EXERCISE DETAILS:
Transcribe each entry shown below with no difference from the original.

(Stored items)

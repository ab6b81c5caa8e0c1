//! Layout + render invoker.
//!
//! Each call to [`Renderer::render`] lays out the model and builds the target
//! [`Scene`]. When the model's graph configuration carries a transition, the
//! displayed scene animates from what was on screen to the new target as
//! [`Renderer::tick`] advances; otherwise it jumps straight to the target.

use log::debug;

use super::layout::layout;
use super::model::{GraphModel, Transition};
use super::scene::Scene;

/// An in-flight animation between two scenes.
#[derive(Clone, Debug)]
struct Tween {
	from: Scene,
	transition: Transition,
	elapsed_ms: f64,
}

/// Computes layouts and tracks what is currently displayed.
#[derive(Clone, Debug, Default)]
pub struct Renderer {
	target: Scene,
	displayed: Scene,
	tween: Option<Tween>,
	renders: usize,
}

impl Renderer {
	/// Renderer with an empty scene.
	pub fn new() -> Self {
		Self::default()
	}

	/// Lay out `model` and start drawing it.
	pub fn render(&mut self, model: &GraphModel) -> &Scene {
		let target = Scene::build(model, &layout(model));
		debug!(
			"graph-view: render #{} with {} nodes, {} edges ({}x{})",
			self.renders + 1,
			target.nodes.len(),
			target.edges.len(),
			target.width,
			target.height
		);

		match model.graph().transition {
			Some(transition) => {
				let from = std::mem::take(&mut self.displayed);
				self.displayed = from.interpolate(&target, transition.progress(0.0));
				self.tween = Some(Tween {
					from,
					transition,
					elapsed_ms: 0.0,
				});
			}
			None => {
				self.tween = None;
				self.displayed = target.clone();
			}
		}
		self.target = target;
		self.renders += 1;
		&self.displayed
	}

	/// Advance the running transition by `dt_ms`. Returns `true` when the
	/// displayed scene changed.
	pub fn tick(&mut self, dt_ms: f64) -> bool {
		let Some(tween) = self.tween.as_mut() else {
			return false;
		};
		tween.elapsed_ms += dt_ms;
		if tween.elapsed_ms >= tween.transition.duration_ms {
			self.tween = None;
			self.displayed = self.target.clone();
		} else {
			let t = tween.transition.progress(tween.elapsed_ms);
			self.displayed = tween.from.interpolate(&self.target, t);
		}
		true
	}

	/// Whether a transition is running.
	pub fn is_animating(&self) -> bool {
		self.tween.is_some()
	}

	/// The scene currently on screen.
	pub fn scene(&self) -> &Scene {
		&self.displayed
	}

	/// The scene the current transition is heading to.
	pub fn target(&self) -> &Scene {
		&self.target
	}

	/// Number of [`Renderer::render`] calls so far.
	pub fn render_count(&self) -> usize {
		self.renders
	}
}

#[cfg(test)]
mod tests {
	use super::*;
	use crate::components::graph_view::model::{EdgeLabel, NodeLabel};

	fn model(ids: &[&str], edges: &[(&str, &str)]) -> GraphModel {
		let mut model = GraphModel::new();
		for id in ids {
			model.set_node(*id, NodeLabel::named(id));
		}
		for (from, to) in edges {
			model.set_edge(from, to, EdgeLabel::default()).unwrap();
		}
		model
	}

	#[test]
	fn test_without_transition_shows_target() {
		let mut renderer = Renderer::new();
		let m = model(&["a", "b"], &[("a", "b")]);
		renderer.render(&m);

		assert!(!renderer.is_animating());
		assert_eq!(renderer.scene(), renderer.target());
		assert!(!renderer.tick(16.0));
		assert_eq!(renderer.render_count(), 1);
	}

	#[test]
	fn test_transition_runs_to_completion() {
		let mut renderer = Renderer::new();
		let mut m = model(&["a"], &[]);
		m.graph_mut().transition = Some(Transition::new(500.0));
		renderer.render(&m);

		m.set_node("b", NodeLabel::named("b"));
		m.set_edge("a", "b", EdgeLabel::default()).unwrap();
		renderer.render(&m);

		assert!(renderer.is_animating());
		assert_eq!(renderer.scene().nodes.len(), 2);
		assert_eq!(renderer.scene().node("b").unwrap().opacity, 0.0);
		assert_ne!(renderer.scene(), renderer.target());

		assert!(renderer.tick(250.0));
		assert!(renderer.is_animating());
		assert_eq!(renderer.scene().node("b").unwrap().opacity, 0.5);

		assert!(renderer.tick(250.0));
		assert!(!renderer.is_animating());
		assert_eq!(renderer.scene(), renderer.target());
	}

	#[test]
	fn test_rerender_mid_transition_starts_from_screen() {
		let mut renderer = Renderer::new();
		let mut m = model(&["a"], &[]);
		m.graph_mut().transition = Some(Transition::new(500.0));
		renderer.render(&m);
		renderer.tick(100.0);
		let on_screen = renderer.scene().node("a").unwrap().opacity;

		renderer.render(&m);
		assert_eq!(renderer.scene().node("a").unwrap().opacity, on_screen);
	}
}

SOLUTION TO THE PROBLEM:
repository ab6b81c5caa8e0c1
//! Layout + render invoker.
//!
//! Each call to [`Renderer::render`] lays out the model and builds the target
//! [`Scene`]. When the model's graph configuration carries a transition, the
//! displayed scene animates from what was on screen to the new target as
//! [`Renderer::tick`] advances; otherwise it jumps straight to the target.

use log::debug;

use super::layout::layout;
use super::model::{GraphModel, Transition};
use super::scene::Scene;

/// An in-flight animation between two scenes.
#[derive(Clone, Debug)]
struct Tween {
	from: Scene,
	transition: Transition,
	elapsed_ms: f64,
}

/// Computes layouts and tracks what is currently displayed.
#[derive(Clone, Debug, Default)]
pub struct Renderer {
	target: Scene,
	displayed: Scene,
	tween: Option<Tween>,
	renders: usize,
}

impl Renderer {
	/// Renderer with an empty scene.
	pub fn new() -> Self {
		Self::default()
	}

	/// Lay out `model` and start drawing it.
	pub fn render(&mut self, model: &GraphModel) -> &Scene {
		let target = Scene::build(model, &layout(model));
		debug!(
			"graph-view: render #{} with {} nodes, {} edges ({}x{})",
			self.renders + 1,
			target.nodes.len(),
			target.edges.len(),
			target.width,
			target.height
		);

		match model.graph().transition {
			Some(transition) => {
				let from = std::mem::take(&mut self.displayed);
				self.displayed = from.interpolate(&target, transition.progress(0.0));
				self.tween = Some(Tween {
					from,
					transition,
					elapsed_ms: 0.0,
				});
			}
			None => {
				self.tween = None;
				self.displayed = target.clone();
			}
		}
		self.target = target;
		self.renders += 1;
		&self.displayed
	}

	/// Advance the running transition by `dt_ms`. Returns `true` when the
	/// displayed scene changed.
	pub fn tick(&mut self, dt_ms: f64) -> bool {
		let Some(tween) = self.tween.as_mut() else {
			return false;
		};
		tween.elapsed_ms += dt_ms;
		if tween.elapsed_ms >= tween.transition.duration_ms {
			self.tween = None;
			self.displayed = self.target.clone();
		} else {
			let t = tween.transition.progress(tween.elapsed_ms);
			self.displayed = tween.from.interpolate(&self.target, t);
		}
		true
	}

	/// Whether a transition is running.
	pub fn is_animating(&self) -> bool {
		self.tween.is_some()
	}

	/// The scene currently on screen.
	pub fn scene(&self) -> &Scene {
		&self.displayed
	}

	/// The scene the current transition is heading to.
	pub fn target(&self) -> &Scene {
		&self.target
	}

	/// Number of [`Renderer::render`] calls so far.
	pub fn render_count(&self) -> usize {
		self.renders
	}
}

#[cfg(test)]
mod tests {
	use super::*;
	use crate::components::graph_view::model::{EdgeLabel, NodeLabel};

	fn model(ids: &[&str], edges: &[(&str, &str)]) -> GraphModel {
		let mut model = GraphModel::new();
		for id in ids {
			model.set_node(*id, NodeLabel::named(id));
		}
		for (from, to) in edges {
			model.set_edge(from, to, EdgeLabel::default()).unwrap();
		}
		model
	}

	#[test]
	fn test_without_transition_shows_target() {
		let mut renderer = Renderer::new();
		let m = model(&["a", "b"], &[("a", "b")]);
		renderer.render(&m);

		assert!(!renderer.is_animating());
		assert_eq!(renderer.scene(), renderer.target());
		assert!(!renderer.tick(16.0));
		assert_eq!(renderer.render_count(), 1);
	}

	#[test]
	fn test_transition_runs_to_completion() {
		let mut renderer = Renderer::new();
		let mut m = model(&["a"], &[]);
		m.graph_mut().transition = Some(Transition::new(500.0));
		renderer.render(&m);

		m.set_node("b", NodeLabel::named("b"));
		m.set_edge("a", "b", EdgeLabel::default()).unwrap();
		renderer.render(&m);

		assert!(renderer.is_animating());
		assert_eq!(renderer.scene().nodes.len(), 2);
		assert_eq!(renderer.scene().node("b").unwrap().opacity, 0.0);
		assert_ne!(renderer.scene(), renderer.target());

		assert!(renderer.tick(250.0));
		assert!(renderer.is_animating());
		assert_eq!(renderer.scene().node("b").unwrap().opacity, 0.5);

		assert!(renderer.tick(250.0));
		assert!(!renderer.is_animating());
		assert_eq!(renderer.scene(), renderer.target());
	}

	#[test]
	fn test_rerender_mid_transition_starts_from_screen() {
		let mut renderer = Renderer::new();
		let mut m = model(&["a"], &[]);
		m.graph_mut().transition = Some(Transition::new(500.0));
		renderer.render(&m);
		renderer.tick(100.0);
		let on_screen = renderer.scene().node("a").unwrap().opacity;

		renderer.render(&m);
		assert_eq!(renderer.scene().node("a").unwrap().opacity, on_screen);
	}
}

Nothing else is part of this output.